Third in a four-part series on AIDS in Michigan.
While experts debate over how and if to make HIV testing a routine part of annual physicals in Michigan, those who are at high risk for HIV infection offer many reasons for not getting tested.
“I don’t get tested for HIV because I quit having sex — case closed,” said one 23-year-old gay man from Lansing.
In Michigan, men who have sex with men represent 47 percent of all cases of HIV or AIDS, according to statistics from the state Department of Community Health.
Experts in HIV/AIDS say there are many barriers to HIV testing. Among those cited by experts from the Lansing Area AIDS Network and Midwest AIDS Prevention Project are stigma and fear, location of testing sites, and a perception of not being at risk for HIV.
Michigan Messenger asked self-identified gay and bisexual men in an anonymous chat room on gay.com whether they got tested or not and why they made their choices. Because the answers deal with specific health information and in some cases HIV status, the men interviewed are identified only by age, location and sexual orientation.
Continued -Perhaps the most extensive response came from a 28-year-old from Ypsilanti. This gay man is in a long-term relationship; however, he has had sexual encounters outside that relationship.
“I guess that’s why I’m nervous about going (for testing). I feel like I should,” he said. “I don’t want him to know I do this (have sex outside the relationship), so that’s why I’m also scared.”
“I just don’t want to find out maybe that I have something that would endanger his life,” he continued. “The fear is what keeps me from really knowing.”
He also said the expectation that gay men routinely get tested played a role in his decision-making.

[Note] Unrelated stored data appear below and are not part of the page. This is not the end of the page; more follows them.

use std::collections::HashMap;

use crate::controller::{PageController, PageState, WiredHandler};
use crate::dom::{ClickEvent, PageDom};
use crate::form::{FormMethod, FormParameters, SyntheticForm};
use crate::page_context::PageContext;
use crate::trace::TraceState;
use crate::{Error, Result};

#[derive(Debug, Clone, Copy, PartialEq, Eq, Hash)]
pub struct NodeId(usize);

#[derive(Debug, Clone)]
struct Node {
    parent: Option<NodeId>,
    children: Vec<NodeId>,
    element: Element,
}

#[derive(Debug, Clone)]
struct Element {
    tag_name: String,
    attrs: HashMap<String, String>,
    value: String,
    display: Option<String>,
}

impl Element {
    fn new(tag_name: &str) -> Self {
        Self {
            tag_name: tag_name.to_string(),
            attrs: HashMap::new(),
            value: String::new(),
            display: None,
        }
    }

    fn attr(&self, name: &str) -> Option<&str> {
        self.attrs.get(name).map(String::as_str)
    }

    fn has_class(&self, class_name: &str) -> bool {
        self.attr("class")
            .is_some_and(|classes| classes.split_whitespace().any(|c| c == class_name))
    }

    fn is_value_control(&self) -> bool {
        matches!(self.tag_name.as_str(), "input" | "select" | "textarea")
    }

    fn is_submit_control(&self) -> bool {
        match self.tag_name.as_str() {
            "button" => self.attr("type").is_none_or(|t| t.eq_ignore_ascii_case("submit")),
            "input" => self
                .attr("type")
                .is_some_and(|t| t.eq_ignore_ascii_case("submit")),
            _ => false,
        }
    }
}

#[derive(Debug, Clone, PartialEq, Eq)]
pub struct LocationNavigation {
    pub from: String,
    pub to: String,
}

#[derive(Debug, Clone, PartialEq, Eq)]
pub struct FormSubmission {
    pub method: FormMethod,
    pub action: String,
    pub body: Option<String>,
    /// `false` when the browser submitted a page-authored form natively.
    pub synthetic: bool,
}

/// In-memory page for driving a [`PageController`] without a browser.
///
/// Navigations and form submissions are recorded instead of performed.
/// After the first of them the page counts as unloaded and later clicks are
/// ignored.
#[derive(Debug)]
pub struct FakePage {
    url: String,
    nodes: Vec<Node>,
    body: NodeId,
    id_index: HashMap<String, NodeId>,
    listeners: HashMap<NodeId, Vec<WiredHandler>>,
    state: PageState,
    location_navigations: Vec<LocationNavigation>,
    form_submissions: Vec<FormSubmission>,
    trace_state: TraceState,
}

impl FakePage {
    pub fn new(url: &str) -> Self {
        let body = Node {
            parent: None,
            children: Vec::new(),
            element: Element::new("body"),
        };
        Self {
            url: url.to_string(),
            nodes: vec![body],
            body: NodeId(0),
            id_index: HashMap::new(),
            listeners: HashMap::new(),
            state: PageState::Unbound,
            location_navigations: Vec::new(),
            form_submissions: Vec::new(),
            trace_state: TraceState::default(),
        }
    }

    pub fn with_button(mut self, id: &str) -> Self {
        let button = self.append(self.body, "button");
        self.set_attr(button, "type", "button");
        self.set_attr(button, "id", id);
        self
    }

    pub fn with_input(mut self, id: &str, value: &str) -> Self {
        let input = self.append(self.body, "input");
        self.set_attr(input, "id", id);
        self.nodes[input.0].element.value = value.to_string();
        self
    }

    pub fn with_select(mut self, id: &str, selected: &str) -> Self {
        let select = self.append(self.body, "select");
        self.set_attr(select, "id", id);
        self.nodes[select.0].element.value = selected.to_string();
        self
    }

    /// Adds a hidden element carrying `class_name`.
    pub fn with_indicator(mut self, class_name: &str) -> Self {
        let div = self.append(self.body, "div");
        self.set_attr(div, "class", class_name);
        self.nodes[div.0].element.display = Some("none".to_string());
        self
    }

    pub fn with_form(mut self, id: &str, action: &str, method: FormMethod) -> Self {
        let form = self.append(self.body, "form");
        self.set_attr(form, "id", id);
        self.set_attr(form, "action", action);
        self.set_attr(form, "method", method.as_str());
        self
    }

    /// Adds a named field inside the form `form_id`, or the body if there is
    /// no such form.
    pub fn with_form_field(mut self, form_id: &str, id: &str, name: &str, value: &str) -> Self {
        let parent = self.id_index.get(form_id).copied().unwrap_or(self.body);
        let input = self.append(parent, "input");
        self.set_attr(input, "id", id);
        self.set_attr(input, "name", name);
        self.nodes[input.0].element.value = value.to_string();
        self
    }

    /// Adds a submit control inside the form `form_id`, or the body if there
    /// is no such form.
    pub fn with_submit_control(mut self, form_id: &str, id: &str) -> Self {
        let parent = self.id_index.get(form_id).copied().unwrap_or(self.body);
        let input = self.append(parent, "input");
        self.set_attr(input, "type", "submit");
        self.set_attr(input, "id", id);
        self
    }

    pub fn url(&self) -> &str {
        &self.url
    }

    /// Path component of the page URL, as `location.pathname` reports it.
    pub fn path(&self) -> &str {
        location_path(&self.url)
    }

    pub fn state(&self) -> &PageState {
        &self.state
    }

    /// Wires `controller` against this page's own path.
    pub fn load(&mut self, controller: &mut PageController) -> Result<PageContext> {
        let path = self.path().to_string();
        controller.wire(self, &path)
    }

    pub fn type_text(&mut self, id: &str, text: &str) -> Result<()> {
        let node = self.element_by_id(id).ok_or_else(|| Error::missing_id(id))?;
        if !self.nodes[node.0].element.is_value_control() {
            return Err(Error::Dom(format!("#{id} does not hold a value")));
        }
        self.nodes[node.0].element.value = text.to_string();
        Ok(())
    }

    /// Dispatches a click on `#id`. Handlers on the target run first, then
    /// the click bubbles through its ancestors; the native form submission
    /// follows unless a handler prevented it.
    pub fn click(&mut self, id: &str) -> Result<ClickEvent> {
        let mut event = ClickEvent::new();
        if self.state.is_terminal() {
            self.trace(format!("[click] #{id} ignored: page unloaded"));
            return Ok(event);
        }
        let target = self.element_by_id(id).ok_or_else(|| Error::missing_id(id))?;

        let mut cursor = Some(target);
        while let Some(current) = cursor {
            let handlers = self.listeners.get(&current).cloned().unwrap_or_default();
            for handler in handlers {
                handler.run(self, &mut event)?;
                if self.state.is_terminal() {
                    return Ok(event);
                }
            }
            cursor = self.nodes[current.0].parent;
        }

        if !event.default_prevented() && self.nodes[target.0].element.is_submit_control() {
            if let Some(form) = self.ancestor_form(target) {
                self.submit_native(form);
            }
        }
        Ok(event)
    }

    pub fn is_displayed(&self, class_name: &str) -> Result<bool> {
        let node = self
            .first_element_by_class(class_name)
            .ok_or_else(|| Error::missing_class(class_name))?;
        Ok(self.nodes[node.0].element.display.as_deref() != Some("none"))
    }

    /// Number of elements carrying `class_name` that are not hidden.
    pub fn visible_count(&self, class_name: &str) -> usize {
        self.nodes
            .iter()
            .filter(|node| node.element.has_class(class_name))
            .filter(|node| node.element.display.as_deref() != Some("none"))
            .count()
    }

    /// Ids of elements with at least one click handler, in document order.
    pub fn bound_element_ids(&self) -> Vec<String> {
        let mut bound = self
            .listeners
            .iter()
            .filter(|(_, handlers)| !handlers.is_empty())
            .map(|(node, _)| *node)
            .collect::<Vec<_>>();
        bound.sort_by_key(|node| node.0);
        bound
            .into_iter()
            .filter_map(|node| self.nodes[node.0].element.attr("id").map(str::to_string))
            .collect()
    }

    pub fn listener_count(&self, id: &str) -> usize {
        self.element_by_id(id)
            .and_then(|node| self.listeners.get(&node))
            .map_or(0, Vec::len)
    }

    /// Forms created by synthetic submissions that are still attached.
    pub fn transient_form_count(&self) -> usize {
        self.nodes[self.body.0]
            .children
            .iter()
            .filter(|child| self.nodes[child.0].element.attr("data-synthetic").is_some())
            .count()
    }

    pub fn take_location_navigations(&mut self) -> Vec<LocationNavigation> {
        std::mem::take(&mut self.location_navigations)
    }

    pub fn take_form_submissions(&mut self) -> Vec<FormSubmission> {
        std::mem::take(&mut self.form_submissions)
    }

    pub fn enable_trace(&mut self, enabled: bool) {
        self.trace_state.enabled = enabled;
    }

    pub fn set_trace_stderr(&mut self, enabled: bool) {
        self.trace_state.to_stderr = enabled;
    }

    pub fn set_trace_log_limit(&mut self, max_entries: usize) -> Result<()> {
        self.trace_state.set_log_limit(max_entries)
    }

    pub fn take_trace_logs(&mut self) -> Vec<String> {
        self.trace_state.take()
    }

    fn append(&mut self, parent: NodeId, tag_name: &str) -> NodeId {
        let id = NodeId(self.nodes.len());
        self.nodes.push(Node {
            parent: Some(parent),
            children: Vec::new(),
            element: Element::new(tag_name),
        });
        self.nodes[parent.0].children.push(id);
        id
    }

    fn set_attr(&mut self, node: NodeId, name: &str, value: &str) {
        if name == "id" {
            // First element with an id wins, as with getElementById.
            self.id_index.entry(value.to_string()).or_insert(node);
        }
        self.nodes[node.0]
            .element
            .attrs
            .insert(name.to_string(), value.to_string());
    }

    fn ancestor_form(&self, node: NodeId) -> Option<NodeId> {
        let mut cursor = self.nodes[node.0].parent;
        while let Some(current) = cursor {
            if self.nodes[current.0].element.tag_name == "form" {
                return Some(current);
            }
            cursor = self.nodes[current.0].parent;
        }
        None
    }

    fn form_entries(&self, form: NodeId) -> FormParameters {
        let mut params = FormParameters::new();
        let mut stack = self.nodes[form.0].children.clone();
        stack.reverse();
        while let Some(node) = stack.pop() {
            let element = &self.nodes[node.0].element;
            if element.is_value_control() && !element.is_submit_control() {
                if let Some(name) = element.attr("name").filter(|name| !name.is_empty()) {
                    params.insert(name, element.value.clone());
                }
            }
            stack.extend(self.nodes[node.0].children.iter().rev());
        }
        params
    }

    fn submit_native(&mut self, form: NodeId) {
        let element = &self.nodes[form.0].element;
        let method = match element.attr("method") {
            Some(method) if method.eq_ignore_ascii_case("post") => FormMethod::Post,
            _ => FormMethod::Get,
        };
        let action = element.attr("action").unwrap_or(self.url.as_str()).to_string();
        let submitted = SyntheticForm::new(action, self.form_entries(form), method);
        self.trace(format!(
            "[submit] native {} {}",
            submitted.method, submitted.action
        ));
        self.record_submission(&submitted, false);
        self.state = PageState::FormSubmitted(submitted);
    }

    fn record_submission(&mut self, form: &SyntheticForm, synthetic: bool) {
        self.form_submissions.push(FormSubmission {
            method: form.method,
            action: form.request_url(),
            body: form.body(),
            synthetic,
        });
    }
}

impl PageDom for FakePage {
    type Element = NodeId;

    fn element_by_id(&self, id: &str) -> Option<NodeId> {
        self.id_index.get(id).copied()
    }

    fn first_element_by_class(&self, class_name: &str) -> Option<NodeId> {
        let mut stack = vec![self.body];
        while let Some(node) = stack.pop() {
            if self.nodes[node.0].element.has_class(class_name) {
                return Some(node);
            }
            stack.extend(self.nodes[node.0].children.iter().rev());
        }
        None
    }

    fn element_value(&self, element: &NodeId) -> Result<String> {
        let element = &self.nodes[element.0].element;
        if !element.is_value_control() {
            return Err(Error::Dom(format!(
                "<{}> does not hold a value",
                element.tag_name
            )));
        }
        Ok(element.value.clone())
    }

    fn set_display(&mut self, element: &NodeId, display: &str) -> Result<()> {
        self.nodes[element.0].element.display = Some(display.to_string());
        Ok(())
    }

    fn listen_click(&mut self, element: &NodeId, handler: WiredHandler) -> Result<()> {
        self.listeners.entry(*element).or_default().push(handler);
        Ok(())
    }

    fn submit_form(&mut self, form: &SyntheticForm) -> Result<()> {
        let node = self.append(self.body, "form");
        self.set_attr(node, "method", form.method.as_str());
        self.set_attr(node, "action", &form.action);
        self.set_attr(node, "data-synthetic", "");
        for (name, value) in form.params.iter() {
            let hidden = self.append(node, "input");
            self.set_attr(hidden, "type", "hidden");
            self.set_attr(hidden, "name", name);
            self.nodes[hidden.0].element.value = value.to_string();
        }

        // Read the request back from the attached hidden inputs.
        let entries = self.form_entries(node);
        let attached = SyntheticForm::new(form.action.clone(), entries, form.method);
        self.record_submission(&attached, true);
        Ok(())
    }

    fn navigate(&mut self, url: &str) -> Result<()> {
        self.location_navigations.push(LocationNavigation {
            from: self.url.clone(),
            to: url.to_string(),
        });
        Ok(())
    }

    fn transition(&mut self, state: &PageState) {
        self.trace_state.line(format!("[state] {state:?}"));
        self.state = state.clone();
    }

    fn trace(&mut self, line: String) {
        self.trace_state.line(line);
    }
}

fn location_path(url: &str) -> &str {
    let rest = match url.find("://") {
        Some(scheme_end) => {
            let after_scheme = &url[scheme_end + 3..];
            match after_scheme.find(['/', '?', '#']) {
                Some(path_start) => &after_scheme[path_start..],
                None => "",
            }
        }
        None => url,
    };
    let path = rest.split(['?', '#']).next().unwrap_or_default();
    if path.is_empty() { "/" } else { path }
}
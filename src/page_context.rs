use std::fmt;

use crate::{Error, Result};

/// Logical identity of the loaded page, derived from its location path.
#[derive(Debug, Clone, Copy, PartialEq, Eq, Hash)]
pub enum PageContext {
    Home,
    DemoSelection,
    Completed,
    Other,
}

impl PageContext {
    pub fn as_str(self) -> &'static str {
        match self {
            Self::Home => "home",
            Self::DemoSelection => "demo_selection",
            Self::Completed => "completed",
            Self::Other => "other",
        }
    }
}

impl fmt::Display for PageContext {
    fn fmt(&self, f: &mut fmt::Formatter<'_>) -> fmt::Result {
        f.write_str(self.as_str())
    }
}

#[derive(Debug, Clone)]
pub struct RouteRule {
    pattern: fancy_regex::Regex,
    context: PageContext,
}

impl RouteRule {
    pub fn new(pattern: &str, context: PageContext) -> Result<Self> {
        let pattern =
            fancy_regex::Regex::new(pattern).map_err(|err| Error::InvalidRoutePattern {
                pattern: pattern.to_string(),
                message: err.to_string(),
            })?;
        Ok(Self { pattern, context })
    }

    pub fn pattern(&self) -> &str {
        self.pattern.as_str()
    }

    pub fn context(&self) -> PageContext {
        self.context
    }

    fn matches(&self, path: &str) -> bool {
        // Backtracking limit overruns count as a miss.
        self.pattern.is_match(path).unwrap_or(false)
    }
}

/// Ordered path rules; the first match decides the context.
#[derive(Debug, Clone)]
pub struct RouteTable {
    rules: Vec<RouteRule>,
}

impl RouteTable {
    pub fn empty() -> Self {
        Self { rules: Vec::new() }
    }

    pub fn push(&mut self, pattern: &str, context: PageContext) -> Result<()> {
        self.rules.push(RouteRule::new(pattern, context)?);
        Ok(())
    }

    pub fn with_rule(mut self, pattern: &str, context: PageContext) -> Result<Self> {
        self.push(pattern, context)?;
        Ok(self)
    }

    pub fn rules(&self) -> &[RouteRule] {
        &self.rules
    }

    pub fn resolve(&self, path: &str) -> PageContext {
        self.rules
            .iter()
            .find(|rule| rule.matches(path))
            .map(RouteRule::context)
            .unwrap_or(PageContext::Other)
    }
}

impl Default for RouteTable {
    fn default() -> Self {
        let rules = [
            ("completed", PageContext::Completed),
            ("^/$", PageContext::Home),
            ("demo_selection", PageContext::DemoSelection),
        ];
        let mut table = Self::empty();
        for (pattern, context) in rules {
            let rule = RouteRule::new(pattern, context).expect("built-in route patterns compile");
            table.rules.push(rule);
        }
        table
    }
}
//! Configuration management for the picker.
//!
//! Host-facing options ([`settings::PickerConfig`]) can be built in code
//! or loaded from a TOML file, and are validated once when the picker is
//! constructed.

pub mod settings;
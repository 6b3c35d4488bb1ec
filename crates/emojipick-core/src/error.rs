//! Error types for `emojipick-core`.
//!
//! All fallible operations in the core library return [`PickerResult<T>`],
//! which is an alias for `Result<T, PickerError>`.

use std::path::PathBuf;

/// Unified error type for all core operations.
///
/// Every variant describes a development-time defect (bad corpus packaging,
/// bad configuration). None of them can be triggered by end-user input.
#[derive(Debug, thiserror::Error)]
pub enum PickerError {
    /// A codepoint token in the corpus is not a valid Unicode scalar value.
    #[error("corpus integrity error: record `{short_name}` has invalid codepoint `{token}`")]
    CorpusIntegrity { short_name: String, token: String },

    /// The corpus JSON could not be deserialized.
    #[error("corpus parse error: {0}")]
    CorpusParse(String),

    /// Failed to parse a TOML configuration file.
    #[error("config parse error: {0}")]
    ConfigParse(String),

    /// The configuration parsed but holds values the picker cannot use.
    #[error("invalid config: {0}")]
    InvalidConfig(String),

    /// The target path does not exist.
    #[error("path not found: {0}")]
    NotFound(PathBuf),

    /// The process lacks permission to access the path.
    #[error("permission denied: {0}")]
    PermissionDenied(PathBuf),

    /// An I/O error that doesn't fit a more specific variant.
    #[error(transparent)]
    Io(#[from] std::io::Error),
}

impl PickerError {
    /// Maps an I/O error on `path` to the most specific variant.
    pub(crate) fn from_io(path: &std::path::Path, err: std::io::Error) -> Self {
        match err.kind() {
            std::io::ErrorKind::NotFound => Self::NotFound(path.to_path_buf()),
            std::io::ErrorKind::PermissionDenied => Self::PermissionDenied(path.to_path_buf()),
            _ => Self::Io(err),
        }
    }
}

/// Convenience alias used throughout `emojipick-core`.
pub type PickerResult<T> = Result<T, PickerError>;
//! Composition root for a picker instance.

use crate::catalog::builder::Catalog;
use crate::catalog::category::Category;
use crate::catalog::filter::Blocklist;
use crate::config::settings::PickerConfig;
use crate::corpus::EmojiRecord;
use crate::error::PickerResult;
use crate::platform::PlatformContext;
use crate::view::list::{CategoryListModel, CategoryView};

/// Everything the rendering surface needs, built once and read-only after.
///
/// Construction is synchronous and all-or-nothing: a bad config or a
/// corrupt corpus record fails [`EmojiPicker::new`] before anything renders.
#[derive(Debug, Clone)]
pub struct EmojiPicker {
    catalog: Catalog,
    config: PickerConfig,
}

impl EmojiPicker {
    /// Validates `config` and builds the catalog for `platform`.
    ///
    /// # Errors
    ///
    /// - [`crate::PickerError::InvalidConfig`] if `config` fails validation.
    /// - [`crate::PickerError::CorpusIntegrity`] if a displayable record has
    ///   a malformed codepoint.
    pub fn new(
        corpus: &[EmojiRecord],
        platform: &PlatformContext,
        blocklist: &Blocklist,
        config: PickerConfig,
    ) -> PickerResult<Self> {
        config.validate()?;
        let catalog = Catalog::initialize(corpus, platform, blocklist)?;
        tracing::debug!(
            os = %platform.os(),
            version = platform.version(),
            emojis = catalog.browsable_len(),
            "emoji picker initialized"
        );
        Ok(Self { catalog, config })
    }

    pub fn catalog(&self) -> &Catalog {
        &self.catalog
    }

    pub fn config(&self) -> &PickerConfig {
        &self.config
    }

    /// The browsing model over this picker's catalog.
    pub fn categories(&self) -> CategoryListModel<'_> {
        CategoryListModel::new(&self.catalog, &self.config)
    }

    /// Shorthand for materializing one category.
    pub fn materialize(&self, category: Category) -> CategoryView<'_> {
        self.categories().materialize(category)
    }

    /// Clear button caption, or `None` when the button is hidden.
    pub fn clear_button_text(&self) -> Option<&str> {
        if self.config.hide_clear_button {
            None
        } else {
            Some(&self.config.clear_button_text)
        }
    }
}
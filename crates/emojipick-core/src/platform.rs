//! Host platform description and emoji font support rules.
//!
//! Android's system emoji font lags behind Unicode emoji releases, so a
//! record is only offered on Android when the device's API level is known
//! to render its release. Every other host is assumed to render anything.

use std::fmt;

/// Minimum Android API level per emoji release tag.
///
/// Supporting a new release is a row added here.
pub const ANDROID_MIN_API_BY_VERSION: &[(&str, u32)] =
    &[("2.0", 0), ("4.0", 24), ("5.0", 26), ("11.0", 28)];

/// API level required for any release tag missing from
/// [`ANDROID_MIN_API_BY_VERSION`].
pub const ANDROID_FALLBACK_MIN_API: u32 = 29;

/// Host operating system family.
#[derive(Debug, Clone, PartialEq, Eq, Hash)]
pub enum Os {
    Android,
    /// Any non-Android host, keeping its reported name.
    Other(String),
}

impl Os {
    /// Classifies an OS name. Matching `"android"` is case-insensitive.
    pub fn from_name(name: &str) -> Self {
        if name.eq_ignore_ascii_case("android") {
            Self::Android
        } else {
            Self::Other(name.to_string())
        }
    }

    pub fn is_android(&self) -> bool {
        matches!(self, Self::Android)
    }
}

impl fmt::Display for Os {
    fn fmt(&self, f: &mut fmt::Formatter<'_>) -> fmt::Result {
        match self {
            Self::Android => f.write_str("android"),
            Self::Other(name) => f.write_str(name),
        }
    }
}

/// Returns the minimum Android API level able to render emoji from `added_in`.
pub fn min_android_api(added_in: &str) -> u32 {
    ANDROID_MIN_API_BY_VERSION
        .iter()
        .find(|(tag, _)| *tag == added_in)
        .map(|(_, api)| *api)
        .unwrap_or(ANDROID_FALLBACK_MIN_API)
}

/// The platform the picker runs on, read once at initialization.
#[derive(Debug, Clone, PartialEq, Eq)]
pub struct PlatformContext {
    os: Os,
    version: u32,
}

impl PlatformContext {
    pub fn new(os: Os, version: u32) -> Self {
        Self { os, version }
    }

    /// Shorthand for an Android host at the given API level.
    pub fn android(api_level: u32) -> Self {
        Self::new(Os::Android, api_level)
    }

    pub fn os(&self) -> &Os {
        &self.os
    }

    /// OS version number; the API level on Android.
    pub fn version(&self) -> u32 {
        self.version
    }

    /// Returns `true` if this host can render emoji first released in `added_in`.
    pub fn supports(&self, added_in: &str) -> bool {
        if !self.os.is_android() {
            return true;
        }
        self.version >= min_android_api(added_in)
    }
}

#[cfg(test)]
mod tests {
    use super::*;

    #[test]
    fn os_from_name_detects_android_case_insensitively() {
        assert_eq!(Os::from_name("android"), Os::Android);
        assert_eq!(Os::from_name("Android"), Os::Android);
        assert_eq!(Os::from_name("ios"), Os::Other("ios".to_string()));
    }

    #[test]
    fn os_display_round_trips_name() {
        assert_eq!(Os::Android.to_string(), "android");
        assert_eq!(Os::from_name("web").to_string(), "web");
    }

    #[test]
    fn min_api_table_lookup() {
        assert_eq!(min_android_api("2.0"), 0);
        assert_eq!(min_android_api("4.0"), 24);
        assert_eq!(min_android_api("5.0"), 26);
        assert_eq!(min_android_api("11.0"), 28);
    }

    #[test]
    fn unknown_tag_uses_fallback() {
        assert_eq!(min_android_api("12.1"), ANDROID_FALLBACK_MIN_API);
        assert_eq!(min_android_api("6.1"), ANDROID_FALLBACK_MIN_API);
        assert_eq!(min_android_api(""), ANDROID_FALLBACK_MIN_API);
    }

    #[test]
    fn android_2_0_always_supported() {
        assert!(PlatformContext::android(0).supports("2.0"));
        assert!(PlatformContext::android(16).supports("2.0"));
    }

    #[test]
    fn android_4_0_threshold() {
        assert!(!PlatformContext::android(23).supports("4.0"));
        assert!(PlatformContext::android(24).supports("4.0"));
    }

    #[test]
    fn android_5_0_threshold() {
        assert!(!PlatformContext::android(25).supports("5.0"));
        assert!(PlatformContext::android(26).supports("5.0"));
    }

    #[test]
    fn android_11_0_threshold() {
        assert!(!PlatformContext::android(27).supports("11.0"));
        assert!(PlatformContext::android(28).supports("11.0"));
    }

    #[test]
    fn android_unknown_tag_threshold() {
        assert!(!PlatformContext::android(28).supports("13.0"));
        assert!(PlatformContext::android(29).supports("13.0"));
    }

    #[test]
    fn non_android_supports_everything() {
        let ios = PlatformContext::new(Os::from_name("ios"), 1);
        assert!(ios.supports("4.0"));
        assert!(ios.supports("15.0"));
    }
}
//! The fixed, ordered category list and on-demand materialization.

use crate::catalog::builder::Catalog;
use crate::catalog::category::Category;
use crate::config::settings::PickerConfig;
use crate::view::layout::CategoryLayout;

/// One row of the category list: what a navigation header shows.
#[derive(Debug, Clone, Copy, PartialEq, Eq)]
pub struct CategoryEntry<'a> {
    category: Category,
    label: &'a str,
}

impl<'a> CategoryEntry<'a> {
    pub fn category(&self) -> Category {
        self.category
    }

    /// Display label, localized when the config supplies one.
    pub fn label(&self) -> &'a str {
        self.label
    }
}

/// A fully materialized category, borrowed from the catalog.
#[derive(Debug, Clone, PartialEq, Eq)]
pub struct CategoryView<'a> {
    pub category: Category,
    pub label: &'a str,
    /// Every character in the category, in catalog order. Never truncated.
    pub emojis: &'a [String],
    pub layout: CategoryLayout,
}

/// Read-only browsing model over a [`Catalog`].
///
/// Always lists all eight categories in [`Category::ALL`] order, including
/// categories that ended up empty after filtering, so navigation
/// positions never shift between platforms.
#[derive(Debug, Clone)]
pub struct CategoryListModel<'a> {
    catalog: &'a Catalog,
    entries: [CategoryEntry<'a>; Category::COUNT],
    emoji_size: u32,
    rows: u32,
}

impl<'a> CategoryListModel<'a> {
    /// Builds the model. `config` is expected to be validated already.
    pub fn new(catalog: &'a Catalog, config: &'a PickerConfig) -> Self {
        let entries = Category::ALL.map(|category| CategoryEntry {
            category,
            label: config.category_label(category),
        });
        Self {
            catalog,
            entries,
            emoji_size: config.emoji_size,
            rows: config.rows,
        }
    }

    /// The eight category entries in display order.
    pub fn entries(&self) -> &[CategoryEntry<'a>] {
        &self.entries
    }

    /// Category keys in display order.
    pub fn keys(&self) -> impl Iterator<Item = &'static str> + '_ {
        self.entries.iter().map(|e| e.category.key())
    }

    pub fn len(&self) -> usize {
        self.entries.len()
    }

    pub fn is_empty(&self) -> bool {
        self.entries.is_empty()
    }

    /// Realizes the content of `category`.
    ///
    /// Pure: any number of calls, in any order, return equal views.
    pub fn materialize(&self, category: Category) -> CategoryView<'a> {
        let entry = self.entries[category.index()];
        let emojis = self.catalog.emojis(category);
        tracing::trace!(category = category.key(), emojis = emojis.len(), "materialize");
        CategoryView {
            category,
            label: entry.label(),
            emojis,
            layout: CategoryLayout::new(emojis.len(), self.emoji_size, self.rows),
        }
    }
}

“It’s portrayed as something you ‘have to do,’ and I think a lot of people are against things that they have to do in order to be sure that you’re not going to be sentenced to having to use drugs to stay healthy for the rest of your life,” he said. “If you do have it, what happens next? There is no real answer thereafter of how you deal with what comes up if you are positive.”
But for a 44-year-old bisexual from Garden City, testing is not an issue. “I don’t have HIV, and I am not going to get it,” the man said. “End of discussion.”
Others, however, say testing is a regular event in their lives. A 22-year-old gay man from Lansing, who said he drove to Ferndale every six months because the test site offers rapid results, explained it was the right thing to do “because I’m a responsible adult.”
And a 31-year-old gay man from Grand Rapids said, “Hello? Every six months just to be on the safe side.”
Finally, a 55-year-old man from Lansing said he does not get checked at all because “I am already poz (positive).” He said he tested positive in 1989.